In the listing below, locate the line containing "on the fingerprint." and the line containing "pub fn release(mut". Output both of them and every line between, exactly as written, and nothing more.

══ Given records ══

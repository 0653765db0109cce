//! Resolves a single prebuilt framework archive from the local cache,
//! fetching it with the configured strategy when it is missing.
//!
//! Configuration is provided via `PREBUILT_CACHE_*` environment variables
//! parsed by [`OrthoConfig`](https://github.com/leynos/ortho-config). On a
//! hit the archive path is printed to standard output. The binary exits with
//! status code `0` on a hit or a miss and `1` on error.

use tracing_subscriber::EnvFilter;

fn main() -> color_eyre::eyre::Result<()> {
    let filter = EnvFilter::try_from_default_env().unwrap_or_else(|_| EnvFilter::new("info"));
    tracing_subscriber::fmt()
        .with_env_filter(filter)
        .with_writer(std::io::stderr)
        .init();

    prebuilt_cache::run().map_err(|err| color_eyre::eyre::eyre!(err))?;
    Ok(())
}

═══
══ Given records ══

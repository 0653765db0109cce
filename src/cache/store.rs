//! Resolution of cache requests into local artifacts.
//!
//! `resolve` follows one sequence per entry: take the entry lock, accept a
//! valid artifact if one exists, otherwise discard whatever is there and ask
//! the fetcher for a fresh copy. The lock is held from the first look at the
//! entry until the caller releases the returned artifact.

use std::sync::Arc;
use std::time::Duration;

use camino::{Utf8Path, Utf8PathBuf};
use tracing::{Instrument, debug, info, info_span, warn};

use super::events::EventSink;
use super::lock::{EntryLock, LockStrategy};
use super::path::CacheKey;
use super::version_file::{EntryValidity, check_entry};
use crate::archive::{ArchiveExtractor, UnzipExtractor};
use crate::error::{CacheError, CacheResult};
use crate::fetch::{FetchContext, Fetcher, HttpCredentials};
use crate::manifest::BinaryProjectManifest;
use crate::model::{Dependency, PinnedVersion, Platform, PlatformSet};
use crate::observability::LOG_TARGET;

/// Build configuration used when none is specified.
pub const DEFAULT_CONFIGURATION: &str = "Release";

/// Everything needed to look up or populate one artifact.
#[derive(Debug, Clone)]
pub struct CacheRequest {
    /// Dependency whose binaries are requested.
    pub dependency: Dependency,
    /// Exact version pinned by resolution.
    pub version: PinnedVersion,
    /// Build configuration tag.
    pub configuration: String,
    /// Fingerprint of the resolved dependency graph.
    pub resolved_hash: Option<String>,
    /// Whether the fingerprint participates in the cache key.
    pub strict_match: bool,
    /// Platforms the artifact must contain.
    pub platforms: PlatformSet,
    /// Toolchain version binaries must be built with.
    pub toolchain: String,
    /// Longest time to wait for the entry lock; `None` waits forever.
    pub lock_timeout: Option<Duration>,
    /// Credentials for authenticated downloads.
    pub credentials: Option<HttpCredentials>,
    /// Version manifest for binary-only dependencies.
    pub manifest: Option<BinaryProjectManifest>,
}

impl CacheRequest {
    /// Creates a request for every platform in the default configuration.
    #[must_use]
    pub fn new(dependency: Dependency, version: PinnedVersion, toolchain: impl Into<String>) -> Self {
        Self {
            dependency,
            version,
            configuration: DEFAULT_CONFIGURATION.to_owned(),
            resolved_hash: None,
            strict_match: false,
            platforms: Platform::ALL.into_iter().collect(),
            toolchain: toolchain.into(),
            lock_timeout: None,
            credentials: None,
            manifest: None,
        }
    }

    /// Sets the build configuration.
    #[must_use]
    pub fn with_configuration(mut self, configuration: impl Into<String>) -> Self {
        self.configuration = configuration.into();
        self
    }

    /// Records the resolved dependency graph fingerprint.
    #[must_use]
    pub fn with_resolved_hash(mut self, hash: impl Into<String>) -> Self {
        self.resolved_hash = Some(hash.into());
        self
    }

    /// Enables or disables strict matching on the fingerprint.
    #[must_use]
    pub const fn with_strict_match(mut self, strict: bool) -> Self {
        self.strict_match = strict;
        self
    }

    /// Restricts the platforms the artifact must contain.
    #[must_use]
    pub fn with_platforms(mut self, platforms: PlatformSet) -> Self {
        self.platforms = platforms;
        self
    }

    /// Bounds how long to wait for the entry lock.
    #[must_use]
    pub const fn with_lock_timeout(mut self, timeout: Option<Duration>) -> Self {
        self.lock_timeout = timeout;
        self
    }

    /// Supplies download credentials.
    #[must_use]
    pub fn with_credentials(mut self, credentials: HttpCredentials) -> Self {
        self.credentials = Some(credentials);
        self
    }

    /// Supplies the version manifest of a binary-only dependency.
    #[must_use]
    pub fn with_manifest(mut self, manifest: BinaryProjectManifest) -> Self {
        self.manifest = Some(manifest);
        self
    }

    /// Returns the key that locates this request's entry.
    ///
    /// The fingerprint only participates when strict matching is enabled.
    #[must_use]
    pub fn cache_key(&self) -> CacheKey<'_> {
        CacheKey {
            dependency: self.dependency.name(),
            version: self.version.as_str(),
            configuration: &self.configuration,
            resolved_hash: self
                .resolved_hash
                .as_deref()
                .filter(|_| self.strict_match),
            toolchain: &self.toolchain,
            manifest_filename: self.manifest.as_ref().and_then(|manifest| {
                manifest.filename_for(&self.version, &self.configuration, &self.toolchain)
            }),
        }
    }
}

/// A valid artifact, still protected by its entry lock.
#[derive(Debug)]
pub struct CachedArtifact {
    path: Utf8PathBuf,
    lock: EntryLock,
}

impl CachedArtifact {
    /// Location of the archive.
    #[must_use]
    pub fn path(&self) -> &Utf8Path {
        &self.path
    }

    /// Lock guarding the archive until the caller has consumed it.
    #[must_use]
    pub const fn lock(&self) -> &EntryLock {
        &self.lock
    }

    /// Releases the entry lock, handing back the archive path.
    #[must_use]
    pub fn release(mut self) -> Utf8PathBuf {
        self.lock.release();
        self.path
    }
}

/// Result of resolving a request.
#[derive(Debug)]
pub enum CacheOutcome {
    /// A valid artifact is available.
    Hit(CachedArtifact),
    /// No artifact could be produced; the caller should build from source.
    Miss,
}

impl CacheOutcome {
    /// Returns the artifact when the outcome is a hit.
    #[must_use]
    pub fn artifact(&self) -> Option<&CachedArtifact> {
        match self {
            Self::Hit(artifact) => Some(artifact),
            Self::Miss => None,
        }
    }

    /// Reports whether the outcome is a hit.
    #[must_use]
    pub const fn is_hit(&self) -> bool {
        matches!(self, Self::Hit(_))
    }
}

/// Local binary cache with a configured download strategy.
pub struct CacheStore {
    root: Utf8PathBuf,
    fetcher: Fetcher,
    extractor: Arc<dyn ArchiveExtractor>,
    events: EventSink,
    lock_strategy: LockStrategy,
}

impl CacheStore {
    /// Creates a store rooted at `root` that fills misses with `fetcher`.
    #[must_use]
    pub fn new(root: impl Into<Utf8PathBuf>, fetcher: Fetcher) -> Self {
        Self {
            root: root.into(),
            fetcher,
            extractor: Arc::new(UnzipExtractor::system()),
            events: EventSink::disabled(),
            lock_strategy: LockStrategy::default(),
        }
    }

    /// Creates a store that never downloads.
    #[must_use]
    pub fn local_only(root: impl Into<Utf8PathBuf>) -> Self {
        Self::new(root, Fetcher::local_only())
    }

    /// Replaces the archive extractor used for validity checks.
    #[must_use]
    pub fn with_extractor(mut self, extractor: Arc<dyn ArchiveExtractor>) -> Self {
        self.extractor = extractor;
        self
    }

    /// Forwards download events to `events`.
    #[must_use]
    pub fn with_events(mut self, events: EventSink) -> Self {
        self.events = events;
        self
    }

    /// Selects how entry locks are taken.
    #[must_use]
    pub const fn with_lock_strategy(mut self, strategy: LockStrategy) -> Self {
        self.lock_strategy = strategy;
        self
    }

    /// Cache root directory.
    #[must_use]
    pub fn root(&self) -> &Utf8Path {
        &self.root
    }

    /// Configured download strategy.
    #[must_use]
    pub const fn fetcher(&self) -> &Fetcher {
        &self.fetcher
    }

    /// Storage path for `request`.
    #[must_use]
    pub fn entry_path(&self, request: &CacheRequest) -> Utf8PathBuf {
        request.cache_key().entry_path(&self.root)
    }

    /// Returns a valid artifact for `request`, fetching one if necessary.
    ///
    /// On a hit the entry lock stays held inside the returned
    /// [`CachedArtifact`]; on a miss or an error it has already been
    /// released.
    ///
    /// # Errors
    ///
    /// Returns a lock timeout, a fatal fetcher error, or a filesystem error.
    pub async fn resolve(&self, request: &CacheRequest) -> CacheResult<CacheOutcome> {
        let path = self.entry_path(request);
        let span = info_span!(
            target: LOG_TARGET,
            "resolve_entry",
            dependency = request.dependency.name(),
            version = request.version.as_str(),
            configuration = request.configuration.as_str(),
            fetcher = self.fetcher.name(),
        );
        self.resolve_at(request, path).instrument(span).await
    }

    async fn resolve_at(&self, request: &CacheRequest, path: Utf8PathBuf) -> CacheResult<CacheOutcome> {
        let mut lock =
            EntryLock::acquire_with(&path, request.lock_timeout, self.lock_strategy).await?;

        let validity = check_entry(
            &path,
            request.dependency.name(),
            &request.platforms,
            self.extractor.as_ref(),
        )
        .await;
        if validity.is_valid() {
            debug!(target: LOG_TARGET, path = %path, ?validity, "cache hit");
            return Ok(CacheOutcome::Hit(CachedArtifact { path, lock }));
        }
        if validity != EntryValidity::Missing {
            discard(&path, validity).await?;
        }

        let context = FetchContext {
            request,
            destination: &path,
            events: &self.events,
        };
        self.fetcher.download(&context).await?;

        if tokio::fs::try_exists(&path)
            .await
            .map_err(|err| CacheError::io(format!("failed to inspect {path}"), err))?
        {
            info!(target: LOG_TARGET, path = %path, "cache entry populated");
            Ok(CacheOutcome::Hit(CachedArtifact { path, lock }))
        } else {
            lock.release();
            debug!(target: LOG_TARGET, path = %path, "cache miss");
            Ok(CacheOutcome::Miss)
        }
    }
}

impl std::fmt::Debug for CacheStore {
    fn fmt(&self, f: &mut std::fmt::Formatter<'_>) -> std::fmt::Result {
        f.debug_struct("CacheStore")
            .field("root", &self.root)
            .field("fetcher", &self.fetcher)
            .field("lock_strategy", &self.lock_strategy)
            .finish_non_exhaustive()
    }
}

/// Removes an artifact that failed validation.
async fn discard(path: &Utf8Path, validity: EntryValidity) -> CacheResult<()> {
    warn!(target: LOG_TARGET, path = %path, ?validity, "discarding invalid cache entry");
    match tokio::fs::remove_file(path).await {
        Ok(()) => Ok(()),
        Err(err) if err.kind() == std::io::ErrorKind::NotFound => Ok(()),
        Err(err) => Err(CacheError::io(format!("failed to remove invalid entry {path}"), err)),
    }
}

═══

Finished task:
    /// Enables or disables strict matching on the fingerprint.
    #[must_use]
    pub const fn with_strict_match(mut self, strict: bool) -> Self {
        self.strict_match = strict;
        self
    }

    /// Restricts the platforms the artifact must contain.
    #[must_use]
    pub fn with_platforms(mut self, platforms: PlatformSet) -> Self {
        self.platforms = platforms;
        self
    }

    /// Bounds how long to wait for the entry lock.
    #[must_use]
    pub const fn with_lock_timeout(mut self, timeout: Option<Duration>) -> Self {
        self.lock_timeout = timeout;
        self
    }

    /// Supplies download credentials.
    #[must_use]
    pub fn with_credentials(mut self, credentials: HttpCredentials) -> Self {
        self.credentials = Some(credentials);
        self
    }

    /// Supplies the version manifest of a binary-only dependency.
    #[must_use]
    pub fn with_manifest(mut self, manifest: BinaryProjectManifest) -> Self {
        self.manifest = Some(manifest);
        self
    }

    /// Returns the key that locates this request's entry.
    ///
    /// The fingerprint only participates when strict matching is enabled.
    #[must_use]
    pub fn cache_key(&self) -> CacheKey<'_> {
        CacheKey {
            dependency: self.dependency.name(),
            version: self.version.as_str(),
            configuration: &self.configuration,
            resolved_hash: self
                .resolved_hash
                .as_deref()
                .filter(|_| self.strict_match),
            toolchain: &self.toolchain,
            manifest_filename: self.manifest.as_ref().and_then(|manifest| {
                manifest.filename_for(&self.version, &self.configuration, &self.toolchain)
            }),
        }
    }
}

/// A valid artifact, still protected by its entry lock.
#[derive(Debug)]
pub struct CachedArtifact {
    path: Utf8PathBuf,
    lock: EntryLock,
}

impl CachedArtifact {
    /// Location of the archive.
    #[must_use]
    pub fn path(&self) -> &Utf8Path {
        &self.path
    }

    /// Lock guarding the archive until the caller has consumed it.
    #[must_use]
    pub const fn lock(&self) -> &EntryLock {
        &self.lock
    }

    /// Releases the entry lock, handing back the archive path.
    #[must_use]
    pub fn release(mut self) -> Utf8PathBuf {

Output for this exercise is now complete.